The indigenous brigade’s battalions debarked in Bordeaux in early August 1914, and on the 25th they formed into the brigade at Chalons. After a few days in a quiet sector of the front, on 1 September the brigade joined the newly-formed French XXXVII Corps for the Battle of the Marne, numbering about 5,000 men. At Penchard, the Moroccans went forward across open ground in an attempt to seize wooded heights held by the Germans 22nd Reserve Infantry Division. The Moroccan brigade lost 1,150 men and 19 officers in its first day of combat. The handful of surviving officers included Sous-Lieutenant Alphonse Juin, the future Marshal of France.


Moroccan machine-gunners, September 1916.

Over the days that followed, the Moroccans continued to bleed. When withdrawn from combat on 23 September, only 1,800 remained of the initial 5,000. The remnants formed a new regiment, but did not return to the front until March 1915. With additional training and the arrival of reinforcements from Morocco, the regiment now performed well and would receive the Croix de Guerre unit citation five times. They fought with the 48th Infantry Division in Champagne, and at Verdun. It later served in the 3rd Moroccan Brigade (which, initially, had included no Moroccans).

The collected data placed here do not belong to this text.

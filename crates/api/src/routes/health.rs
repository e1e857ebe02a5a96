//! Liveness check for the show directory server.
//!
//! The endpoint always answers 200 so load balancers can tell the process is
//! up; a lost database connection shows as `"degraded"` rather than a failure.

use axum::extract::State;
use axum::{routing::get, Json, Router};
use serde::Serialize;

use crate::state::AppState;

/// Body of `GET /health`.
#[derive(Serialize)]
pub struct HealthResponse {
    /// `"ok"` when the show store answers, `"degraded"` otherwise.
    pub status: &'static str,
    /// `marquee-api` package version.
    pub version: &'static str,
    /// Whether `SELECT 1` against the shows database succeeded.
    pub db_healthy: bool,
}

async fn health_check(State(state): State<AppState>) -> Json<HealthResponse> {
    let db_healthy = marquee_db::health_check(&state.pool).await.is_ok();
    if !db_healthy {
        tracing::warn!("Health check could not reach the shows database");
    }

    Json(HealthResponse {
        status: if db_healthy { "ok" } else { "degraded" },
        version: env!("CARGO_PKG_VERSION"),
        db_healthy,
    })
}

/// Mounted at the root, outside `/api/v1`, so health checks need no API prefix.
pub fn router() -> Router<AppState> {
    Router::new().route("/health", get(health_check))
}
//! Show directory API server library.
//!
//! Exposes the core building blocks (config, state, error handling, routes)
//! so integration tests and the binary entrypoint can both access them.

pub mod auth;
pub mod config;
pub mod error;
pub mod extract;
pub mod handlers;
pub mod middleware;
pub mod response;
pub mod router;
pub mod routes;
pub mod state;
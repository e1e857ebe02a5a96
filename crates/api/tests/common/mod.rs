#![allow(dead_code)]

use axum::body::Body;
use axum::http::{Method, Request, Response};
use axum::Router;
use http_body_util::BodyExt;
use sqlx::PgPool;
use tower::ServiceExt;

use marquee_api::auth::jwt::{generate_access_token, JwtConfig};
use marquee_api::config::ServerConfig;
use marquee_api::router::build_app_router;
use marquee_api::state::AppState;

/// Build a test `ServerConfig` with safe defaults.
///
/// Uses `http://localhost:5173` as CORS origin (matching the dev default),
/// a 30-second request timeout, and a fixed JWT secret.
pub fn test_config() -> ServerConfig {
    ServerConfig {
        host: "127.0.0.1".to_string(),
        port: 0,
        cors_origins: vec!["http://localhost:5173".to_string()],
        request_timeout_secs: 30,
        shutdown_timeout_secs: 30,
        jwt: JwtConfig {
            secret: "test-secret-that-is-long-enough-for-hmac".to_string(),
            access_token_expiry_mins: 15,
        },
    }
}

/// Build the full application router over the given pool, with the same
/// middleware stack production uses.
pub fn build_test_app(pool: PgPool) -> Router {
    build_app_router(AppState::new(pool, test_config()))
}

/// A valid bearer token for the test secret.
pub fn auth_token() -> String {
    generate_access_token(1, "admin", &test_config().jwt).expect("token generation should succeed")
}

async fn send(app: Router, request: Request<Body>) -> Response<Body> {
    app.oneshot(request).await.expect("request should complete")
}

fn json_request(
    method: Method,
    uri: &str,
    token: Option<&str>,
    body: serde_json::Value,
) -> Request<Body> {
    let mut builder = Request::builder()
        .method(method)
        .uri(uri)
        .header("content-type", "application/json");
    if let Some(token) = token {
        builder = builder.header("authorization", format!("Bearer {token}"));
    }
    builder
        .body(Body::from(serde_json::to_vec(&body).unwrap()))
        .unwrap()
}

fn empty_request(method: Method, uri: &str, token: Option<&str>) -> Request<Body> {
    let mut builder = Request::builder().method(method).uri(uri);
    if let Some(token) = token {
        builder = builder.header("authorization", format!("Bearer {token}"));
    }
    builder.body(Body::empty()).unwrap()
}

pub async fn get(app: Router, uri: &str) -> Response<Body> {
    send(app, empty_request(Method::GET, uri, None)).await
}

pub async fn post_json(app: Router, uri: &str, body: serde_json::Value) -> Response<Body> {
    send(app, json_request(Method::POST, uri, None, body)).await
}

pub async fn post_json_auth(
    app: Router,
    uri: &str,
    token: &str,
    body: serde_json::Value,
) -> Response<Body> {
    send(app, json_request(Method::POST, uri, Some(token), body)).await
}

/// POST a raw, possibly malformed, JSON body with a bearer token.
pub async fn post_raw_auth(app: Router, uri: &str, token: &str, body: &str) -> Response<Body> {
    let request = Request::builder()
        .method(Method::POST)
        .uri(uri)
        .header("content-type", "application/json")
        .header("authorization", format!("Bearer {token}"))
        .body(Body::from(body.to_string()))
        .unwrap();
    send(app, request).await
}

pub async fn delete(app: Router, uri: &str) -> Response<Body> {
    send(app, empty_request(Method::DELETE, uri, None)).await
}

pub async fn delete_auth(app: Router, uri: &str, token: &str) -> Response<Body> {
    send(app, empty_request(Method::DELETE, uri, Some(token))).await
}

/// Collect a response body and parse it as JSON.
pub async fn body_json(response: Response<Body>) -> serde_json::Value {
    let bytes = response.into_body().collect().await.unwrap().to_bytes();
    serde_json::from_slice(&bytes).unwrap()
}
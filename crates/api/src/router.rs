//! Shared application router builder.
//!
//! Provides [`build_app_router`] so both the production binary (`main.rs`)
//! and integration tests (`tests/common/mod.rs`) use the exact same middleware
//! stack.

use std::time::Duration;

use axum::http::header::{AUTHORIZATION, CONTENT_TYPE};
use axum::http::{HeaderName, Method, StatusCode};
use axum::Router;
use tower_http::catch_panic::CatchPanicLayer;
use tower_http::cors::CorsLayer;
use tower_http::request_id::{MakeRequestUuid, PropagateRequestIdLayer, SetRequestIdLayer};
use tower_http::timeout::TimeoutLayer;
use tower_http::trace::{DefaultMakeSpan, DefaultOnResponse, TraceLayer};
use tracing::Level;

use crate::config::ServerConfig;
use crate::routes;
use crate::state::AppState;

/// Build the full application [`Router`] with all middleware layers.
///
/// The middleware stack is applied bottom-up:
///
/// 1. CORS
/// 2. Set request ID on incoming requests
/// 3. Structured request/response tracing
/// 4. Propagate request ID to response
/// 5. Request timeout
/// 6. Panic recovery (catch panics, return 500)
pub fn build_app_router(state: AppState) -> Router {
    let config = state.config.clone();
    let cors = build_cors_layer(&config);
    let request_id_header = HeaderName::from_static("x-request-id");

    Router::new()
        // Health check at root level (not under /api/v1).
        .merge(routes::health::router())
        .nest("/api/v1", routes::api_routes())
        .layer(CatchPanicLayer::new())
        .layer(TimeoutLayer::with_status_code(
            StatusCode::REQUEST_TIMEOUT,
            Duration::from_secs(config.request_timeout_secs),
        ))
        .layer(PropagateRequestIdLayer::new(request_id_header.clone()))
        .layer(
            TraceLayer::new_for_http()
                .make_span_with(DefaultMakeSpan::new().level(Level::INFO))
                .on_response(DefaultOnResponse::new().level(Level::INFO)),
        )
        .layer(SetRequestIdLayer::new(request_id_header, MakeRequestUuid))
        .layer(cors)
        .with_state(state)
}

/// Build the CORS middleware layer from server configuration.
///
/// Panics at startup if any configured origin is invalid, so misconfiguration
/// fails fast.
pub fn build_cors_layer(config: &ServerConfig) -> CorsLayer {
    let origins: Vec<_> = config
        .cors_origins
        .iter()
        .map(|o| {
            o.parse()
                .unwrap_or_else(|e| panic!("Invalid CORS origin '{o}': {e}"))
        })
        .collect();

    CorsLayer::new()
        .allow_origin(origins)
        .allow_methods([Method::GET, Method::POST, Method::DELETE])
        .allow_headers([CONTENT_TYPE, AUTHORIZATION])
        .allow_credentials(true)
        .max_age(Duration::from_secs(3600))
}
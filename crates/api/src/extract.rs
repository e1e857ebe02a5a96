//! Request extractors whose rejections use the `{ "error", "code" }` body.
//!
//! Axum's own `Json` and `Path` reject with plain-text bodies; these wrappers
//! route the rejection through [`AppError::BadRequest`] instead.

use axum::extract::rejection::{JsonRejection, PathRejection};
use axum::extract::{FromRequest, FromRequestParts};

use crate::error::AppError;

/// `axum::Json` with a JSON error body on malformed input.
#[derive(Debug, FromRequest)]
#[from_request(via(axum::Json), rejection(AppError))]
pub struct AppJson<T>(pub T);

/// `axum::extract::Path` with a JSON error body on unparsable segments.
#[derive(Debug, FromRequestParts)]
#[from_request(via(axum::extract::Path), rejection(AppError))]
pub struct AppPath<T>(pub T);

impl From<JsonRejection> for AppError {
    fn from(rejection: JsonRejection) -> Self {
        AppError::BadRequest(rejection.body_text())
    }
}

impl From<PathRejection> for AppError {
    fn from(rejection: PathRejection) -> Self {
        AppError::BadRequest(rejection.body_text())
    }
}
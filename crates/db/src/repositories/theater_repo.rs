//! Repository for the `theater` table.

use marquee_core::types::DbId;
use sqlx::PgPool;

use crate::models::theater::{CreateTheater, Theater};

/// Column list for the `theater` table.
const COLUMNS: &str = "id, name, location, created_at";

pub struct TheaterRepo;

impl TheaterRepo {
    /// Insert a new theater, returning the created row.
    pub async fn create(pool: &PgPool, input: &CreateTheater) -> Result<Theater, sqlx::Error> {
        let query = format!(
            "INSERT INTO theater (name, location) VALUES ($1, $2) RETURNING {COLUMNS}"
        );
        sqlx::query_as::<_, Theater>(&query)
            .bind(&input.name)
            .bind(&input.location)
            .fetch_one(pool)
            .await
    }

    pub async fn find_by_id(pool: &PgPool, id: DbId) -> Result<Option<Theater>, sqlx::Error> {
        let query = format!("SELECT {COLUMNS} FROM theater WHERE id = $1");
        sqlx::query_as::<_, Theater>(&query)
            .bind(id)
            .fetch_optional(pool)
            .await
    }

    pub async fn exists(pool: &PgPool, id: DbId) -> Result<bool, sqlx::Error> {
        let (exists,): (bool,) =
            sqlx::query_as("SELECT EXISTS(SELECT 1 FROM theater WHERE id = $1)")
                .bind(id)
                .fetch_one(pool)
                .await?;
        Ok(exists)
    }
}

A second Moroccan regiment joined them in March 1918, but the two regiments fought in different divisions. The 2nd Moroccan Tirailleurs earned to unit citations of the Croix de Guerre. Supposedly the Germans named the Moroccans the “Swallows of Death,” but like most “enemy nicknames” this seems to have been an invention of their own side.

Approximately 45,000 Moroccan soldiers served the French during the First World War. Of those, nine thousand were killed in action and another 17,000 suffered wounds or disease. An additional 38,000 Moroccan civilians performed labor tasks for the French Army during the course of the war. As horrific as those casualty figures appear, they’re actually less than the proportions incurred by the French Army as a whole.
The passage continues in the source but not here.